Manulife confident of sustaining growth


PETALING JAYA: Manulife Holdings Bhd expects recent positive momentum in its business to sustain and the insurance provider is eyeing for stronger growth in the near to medium-term.

The group, operating in the conventional life segment, is also looking to further capitalise on opportunities in the small and medium enterprise (SME) segment.

The group, which has a 61-year presence in Malaysia, is the eighth biggest conventional life insurer in the local market.

“In the last eight to 10 years, we have moved up from 12th to eighth position in the industry. How we managed to do this is by growing almost twice the conventional market (rate).

“We are quite confident about sustaining this growth,” group chief executive officer and executive director Vibha Hamsi Coburn told StarBiz.

The group has three core business segments: life insurance, asset management and investment holding.

The life insurance segment is the main driver of the group (78.3% of financial year 2023 or FY23 group revenue) followed by the asset management business (18.1%) while the investment holding contributes to a small fraction (3.6%) of the group’s revenue.

The group is also looking out for other potential corporate partnerships following its recent success with Alliance Bank Malaysia Bhd (ABMB).

“We have renewed our partnership with ABMB in August 2023 after some 15 years of relationship. This has been working very well for us.

“While for SMEs, they are underinsured presently.

“The segment employed almost 50% of workers in Malaysia, but we estimate 50% of the SMEs are uninsured and only 15% are actually insured for the amount they need to be insured at,” Vibha said.

Apart from the SME space, MIB is also looking to tap further growth in the Generation Z (Gen Z) segment.

“This is the other segment we are strongly focused on. Surveys in Asia have indicated that they are very concerned about medical insurance. We have launched a very simple and affordable entry-level product which is targeted at Gen Z,” she said.

“It is a matter of habit, as peopel ensure that they have health or life insurance, they would hopefully scale up as they progress in life and the sum insured can go up as well,” Vibha added.

Apart from this, she highlighted that the group is also the sole insurer that provides US dollar denominated life insurance in the country.

“We have the offshore entity in Labuan. We just launched an indexed universal life product – we are seeing strong interest for this from brokers and banks alike,” she said.The group’s financials had shown an improvement in the financial year ended Dec 31, 2023 (FY23) as it recorded a net profit of RM77.8mil following a year-on-year (y-o-y) dip in FY22 from a historic high in FY21.

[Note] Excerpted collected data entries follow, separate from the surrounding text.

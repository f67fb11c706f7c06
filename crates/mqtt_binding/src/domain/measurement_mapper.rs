use crate::domain::MeasurementConfig;
use chrono::{DateTime, NaiveDateTime, Utc};
use common::domain::{
    DeviceContext, DomainError, DomainResult, MappedAttribute, MappedAttributeSet,
    TIME_INSTANT_ATTRIBUTE,
};
use ultralight::MeasurementGroup;

/// Binds the raw key/value pairs of a measure group to the device's NGSI
/// attributes. Values are carried through unchanged.
#[derive(Debug, Clone)]
pub struct MeasurementMapper {
    timestamp: bool,
    default_attribute_type: String,
}

impl MeasurementMapper {
    pub fn new(config: &MeasurementConfig) -> Self {
        Self {
            timestamp: config.timestamp,
            default_attribute_type: config.default_attribute_type.clone(),
        }
    }

    pub fn map(
        &self,
        group: &MeasurementGroup,
        device: &DeviceContext,
    ) -> DomainResult<MappedAttributeSet> {
        let timestamp_enabled = device.timestamp_enabled(self.timestamp);
        let mut mapped = MappedAttributeSet::default();

        for (key, value) in group.iter() {
            let (name, attr_type) = match device.mapping_for(key) {
                Some(mapping) => (mapping.name.as_str(), mapping.attr_type.as_str()),
                None => (key, self.default_attribute_type.as_str()),
            };

            if timestamp_enabled && name == TIME_INSTANT_ATTRIBUTE {
                if mapped.timestamp.is_some() {
                    return Err(duplicate_attribute(name));
                }
                mapped.timestamp = Some(parse_timestamp(key, value)?);
                continue;
            }

            // One NGSI attribute per name; a second value would overwrite the first
            if mapped.get(name).is_some() {
                return Err(duplicate_attribute(name));
            }

            mapped
                .attributes
                .push(MappedAttribute::text(name, attr_type, value));
        }

        for attribute in &device.static_attributes {
            if mapped.get(&attribute.name).is_none() {
                mapped.attributes.push(MappedAttribute {
                    name: attribute.name.clone(),
                    attr_type: attribute.attr_type.clone(),
                    value: attribute.value.clone(),
                });
            }
        }

        Ok(mapped)
    }
}

fn duplicate_attribute(name: &str) -> DomainError {
    DomainError::MappingError(format!("duplicate attribute '{}' in measure group", name))
}

/// ISO-8601 timestamps without an offset are taken as UTC
fn parse_timestamp(key: &str, value: &str) -> DomainResult<DateTime<Utc>> {
    DateTime::parse_from_rfc3339(value)
        .map(|ts| ts.with_timezone(&Utc))
        .or_else(|_| {
            NaiveDateTime::parse_from_str(value, "%Y-%m-%dT%H:%M:%S%.f").map(|ts| ts.and_utc())
        })
        .map_err(|e| {
            DomainError::MappingError(format!(
                "invalid timestamp '{}' in measure '{}': {}",
                value, key, e
            ))
        })
}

FY22 had seen its net profit falling y-o-y by 78% due to lower realised gains from equity securities and unfavourable asset value net of insurance contract liability movement as a result of an increase in the interest rate.

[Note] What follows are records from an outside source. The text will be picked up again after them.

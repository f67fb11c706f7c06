use crate::domain::{MeasurementService, MessageReport};
use crate::mqtt::{parse_topic, ListenerState};
use common::domain::{DomainError, DomainResult};
use rumqttc::{
    AsyncClient, Event, EventLoop, MqttOptions, Outgoing, Packet, QoS, SubAck, SubscribeFilter,
    SubscribeReasonCode,
};
use serde::{Deserialize, Serialize};
use std::sync::Arc;
use std::time::Duration;
use tokio::sync::watch;
use tokio_util::sync::CancellationToken;
use tokio_util::task::TaskTracker;
use tracing::{debug, error, info, info_span, instrument, warn, Instrument, Span};

/// Measure topics, with and without the leading slash.
///
/// `/+/+/attrs` and `+/+/attrs/+` overlap on topics such as `/key/attrs/attrs`.
/// MQTT 3.1.1 (section 3.3.5) lets the broker deliver such a publication once
/// per client, which Mosquitto does, or once per matching subscription.
/// [`parse_topic`] reads both deliveries as the same multi-attribute topic.
pub const SUBSCRIBE_TOPICS: [&str; 4] = ["/+/+/attrs", "/+/+/attrs/+", "+/+/attrs", "+/+/attrs/+"];

#[derive(Debug, Clone, Serialize, Deserialize)]
pub struct MqttListenerConfig {
    pub host: String,
    pub port: u16,
    pub client_id: String,
    pub username: Option<String>,
    pub password: Option<String>,
    pub keep_alive_secs: u64,
    /// Subscription QoS, 0 to 2
    pub qos: u8,

    /// Delay before reconnecting after a connection error (default: 5 seconds)
    pub retry_delay_secs: u64,

    /// Maximum number of consecutive failed connections, 0 for no limit
    pub max_retry_attempts: u32,
}

impl Default for MqttListenerConfig {
    fn default() -> Self {
        Self {
            host: "localhost".to_string(),
            port: 1883,
            client_id: "iota-ul".to_string(),
            username: None,
            password: None,
            keep_alive_secs: 30,
            qos: 0,
            retry_delay_secs: 5,
            max_retry_attempts: 0,
        }
    }
}

impl MqttListenerConfig {
    pub fn retry_delay(&self) -> Duration {
        Duration::from_secs(self.retry_delay_secs)
    }

    pub fn qos(&self) -> DomainResult<QoS> {
        match self.qos {
            0 => Ok(QoS::AtMostOnce),
            1 => Ok(QoS::AtLeastOnce),
            2 => Ok(QoS::ExactlyOnce),
            other => Err(DomainError::InvalidConfig(format!(
                "MQTT QoS must be 0, 1 or 2, got {}",
                other
            ))),
        }
    }

    fn mqtt_options(&self) -> MqttOptions {
        let mut options = MqttOptions::new(&self.client_id, &self.host, self.port);
        options.set_keep_alive(Duration::from_secs(self.keep_alive_secs));
        options.set_clean_session(true);
        if let Some(username) = &self.username {
            options.set_credentials(username, self.password.as_deref().unwrap_or_default());
        }
        options
    }
}

/// Subscribes to the measure topics and runs every publication through the
/// measure pipeline on its own task
pub struct MqttListener {
    config: MqttListenerConfig,
    service: Arc<MeasurementService>,
    state: watch::Sender<ListenerState>,
    tracker: TaskTracker,
}

impl MqttListener {
    pub fn new(config: MqttListenerConfig, service: Arc<MeasurementService>) -> Self {
        let (state, _) = watch::channel(ListenerState::Disconnected);
        Self {
            config,
            service,
            state,
            tracker: TaskTracker::new(),
        }
    }

    pub fn state(&self) -> watch::Receiver<ListenerState> {
        self.state.subscribe()
    }

    /// Run until `shutdown` is cancelled or the retry budget is spent.
    ///
    /// Messages already being processed are drained before returning.
    #[instrument(
        name = "mqtt_listener",
        skip_all,
        fields(host = %self.config.host, port = self.config.port)
    )]
    pub async fn run(&self, shutdown: CancellationToken) -> DomainResult<()> {
        let qos = self.config.qos()?;

        info!(
            client_id = %self.config.client_id,
            topics = ?SUBSCRIBE_TOPICS,
            "starting MQTT listener"
        );

        let mut retry_count = 0;
        let mut outcome = Ok(());

        loop {
            if shutdown.is_cancelled() {
                debug!("MQTT listener cancelled before connection");
                break;
            }

            match self.run_connection(qos, &shutdown, &mut retry_count).await {
                Ok(()) => {
                    debug!("MQTT listener stopped cleanly");
                    break;
                }
                Err(e) => {
                    self.set_state(ListenerState::Disconnected);
                    error!(error = %e, "MQTT connection error");

                    retry_count += 1;
                    let max_attempts = self.config.max_retry_attempts;
                    if max_attempts > 0 && retry_count >= max_attempts {
                        error!(
                            max_retries = max_attempts,
                            "max retry attempts reached, stopping MQTT listener"
                        );
                        outcome = Err(e);
                        break;
                    }

                    warn!(
                        attempt = retry_count,
                        max_attempts = max_attempts,
                        "retrying MQTT connection"
                    );

                    tokio::select! {
                        _ = shutdown.cancelled() => break,
                        _ = tokio::time::sleep(self.config.retry_delay()) => {}
                    }
                }
            }
        }

        self.set_state(ListenerState::Disconnected);

        self.tracker.close();
        info!(in_flight = self.tracker.len(), "draining in-flight messages");
        self.tracker.wait().await;

        info!("MQTT listener stopped");
        outcome
    }

    /// Run a single MQTT session. A successful subscription resets the
    /// retry count.
    async fn run_connection(
        &self,
        qos: QoS,
        shutdown: &CancellationToken,
        retry_count: &mut u32,
    ) -> DomainResult<()> {
        self.set_state(ListenerState::Connecting);

        let (client, mut eventloop) = AsyncClient::new(self.config.mqtt_options(), 100);

        let filters = SUBSCRIBE_TOPICS
            .iter()
            .map(|topic| SubscribeFilter::new(topic.to_string(), qos));
        client
            .subscribe_many(filters)
            .await
            .map_err(|e| DomainError::ConnectionError(format!("failed to subscribe: {}", e)))?;

        loop {
            tokio::select! {
                _ = shutdown.cancelled() => {
                    debug!("shutdown signal received");
                    disconnect(&client, &mut eventloop).await;
                    return Ok(());
                }
                event = eventloop.poll() => {
                    match event {
                        Ok(Event::Incoming(Packet::Publish(publish))) => {
                            let service = Arc::clone(&self.service);
                            let payload = publish.payload.to_vec();
                            self.tracker.spawn(async move {
                                handle_mqtt_message(&service, &publish.topic, &payload).await;
                            });
                        }
                        Ok(Event::Incoming(Packet::ConnAck(_))) => {
                            info!("connected to MQTT broker");
                        }
                        Ok(Event::Incoming(Packet::SubAck(ack))) => {
                            check_suback(&ack)?;
                            *retry_count = 0;
                            self.set_state(ListenerState::Subscribed);
                            info!(topics = ?SUBSCRIBE_TOPICS, "subscribed to measure topics");
                        }
                        Ok(_) => {}
                        Err(e) => {
                            return Err(DomainError::ConnectionError(format!(
                                "MQTT event loop error: {}",
                                e
                            )));
                        }
                    }
                }
            }
        }
    }

    fn set_state(&self, state: ListenerState) {
        self.state.send_if_modified(|current| {
            if *current == state {
                return false;
            }
            debug!(from = %current, to = %state, "listener state changed");
            *current = state;
            true
        });
    }
}

/// Time allowed to flush DISCONNECT before the socket is dropped
const DISCONNECT_TIMEOUT: Duration = Duration::from_secs(1);

/// Queue a DISCONNECT and drive the event loop until it has been written
async fn disconnect(client: &AsyncClient, eventloop: &mut EventLoop) {
    if let Err(e) = client.disconnect().await {
        warn!(error = %e, "failed to queue MQTT disconnect");
        return;
    }

    let flush = async {
        loop {
            match eventloop.poll().await {
                Ok(Event::Outgoing(Outgoing::Disconnect)) => {
                    debug!("MQTT disconnect sent");
                    return;
                }
                Ok(_) => {}
                Err(e) => {
                    debug!(error = %e, "MQTT connection closed during disconnect");
                    return;
                }
            }
        }
    };

    if tokio::time::timeout(DISCONNECT_TIMEOUT, flush).await.is_err() {
        warn!("timed out sending MQTT disconnect");
    }
}

fn check_suback(ack: &SubAck) -> DomainResult<()> {
    if ack
        .return_codes
        .iter()
        .any(|code| matches!(code, SubscribeReasonCode::Failure))
    {
        return Err(DomainError::ConnectionError(format!(
            "broker rejected subscription: {:?}",
            ack.return_codes
        )));
    }
    Ok(())
}

/// Handle one MQTT publication.
///
/// Each message gets its own root span; every error ends here and is
/// logged.
pub(crate) async fn handle_mqtt_message(service: &MeasurementService, topic: &str, payload: &[u8]) {
    let span = info_span!(
        parent: Span::none(),
        "mqtt_message",
        topic = %topic,
        payload_size = payload.len(),
        device_id = tracing::field::Empty,
    );

    async {
        let parsed = match parse_topic(topic) {
            Ok(p) => p,
            Err(e) => {
                warn!(error = %e, "failed to parse MQTT topic, skipping message");
                return;
            }
        };

        Span::current().record("device_id", parsed.device_id.as_str());

        match service.process(&parsed, payload).await {
            Ok(report) => log_report(&report),
            Err(e @ DomainError::DeviceNotFound { .. }) => {
                warn!(error = %e, "unknown device, dropping message");
            }
            Err(e) => {
                error!(error = %e, "failed to process measure message");
            }
        }
    }
    .instrument(span)
    .await
}

fn log_report(report: &MessageReport) {
    if report.failed > 0 {
        warn!(
            groups = report.groups,
            dispatched = report.dispatched,
            failed = report.failed,
            "measure message partially processed"
        );
    } else {
        debug!(
            groups = report.groups,
            dispatched = report.dispatched,
            "measure message processed"
        );
    }
}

As for FY21, which was the year the Covid-19 pandemic hit strongly, it also saw the group recording a big jump in net profit to a record high by 124% y-o-y to RM86.96mil.

“The pandemic was very interesting, it created the need and an awareness in people – even those who weren’t insured in health coverage before had started exploring these products more than anything else.

“And based on these elements coupled with the present low insurance penetration rate, we feel very optimistic of keeping the momentum going,” Vibha noted.

“Our profits are composed of two key areas - one is the core business profits and the other one is investment returns. So investments can be a bit volatile, if interest rates goes up, our fixed income portfolio goes down etc.

“Excluding this part (investments), we expect to keep the core momentum going,” she added.

She noted on the strong momentum in the asset management business, of which, this segment saw flows doubling y-o-y in the first quarter of this year.

Commenting on the recent rise in medical insurance premiums that was seen in the industry earlier this year, Vibha said this was necessary as claims had grown as well.

“You’ve seen (our) insurance profits grow by what you don’t know is that our claims grew by 24% last year as the group ended paying RM198mil in claims.

“Yes, while this is our core purpose, but then medical inflation has been growing at 12% to 16% in the last five years, which in other words show that medical costs double every six years - this is what it basically means,” she said.

“So medical premiums have to go up as we need to sustain our business also so we can keep our promise to our shareholders and policyholders.

“We find medical inflation is being driven by technology advances in medicine, and general inflation such as staff costs in hospitals,” she added.

Vibha said the recent move by Bank Negara for insurers and takaful operators to mandatorily introduce a co-payment (co-pay) option is a good step for the industry’s sustainability moving forward.

“We are very much supportive of this, as what ends up happening is that it becomes more affordable since these co-pay policies are cheaper.

“Instead of not having any insurance coverage altogether, at least a person can have the option to get a cheaper medical policy with a co-pay option with this mandatory clause,” she said.

“It will also help to contain the overutilisation of medical services as it provides more opportunities for people to be protected,” Vibha added.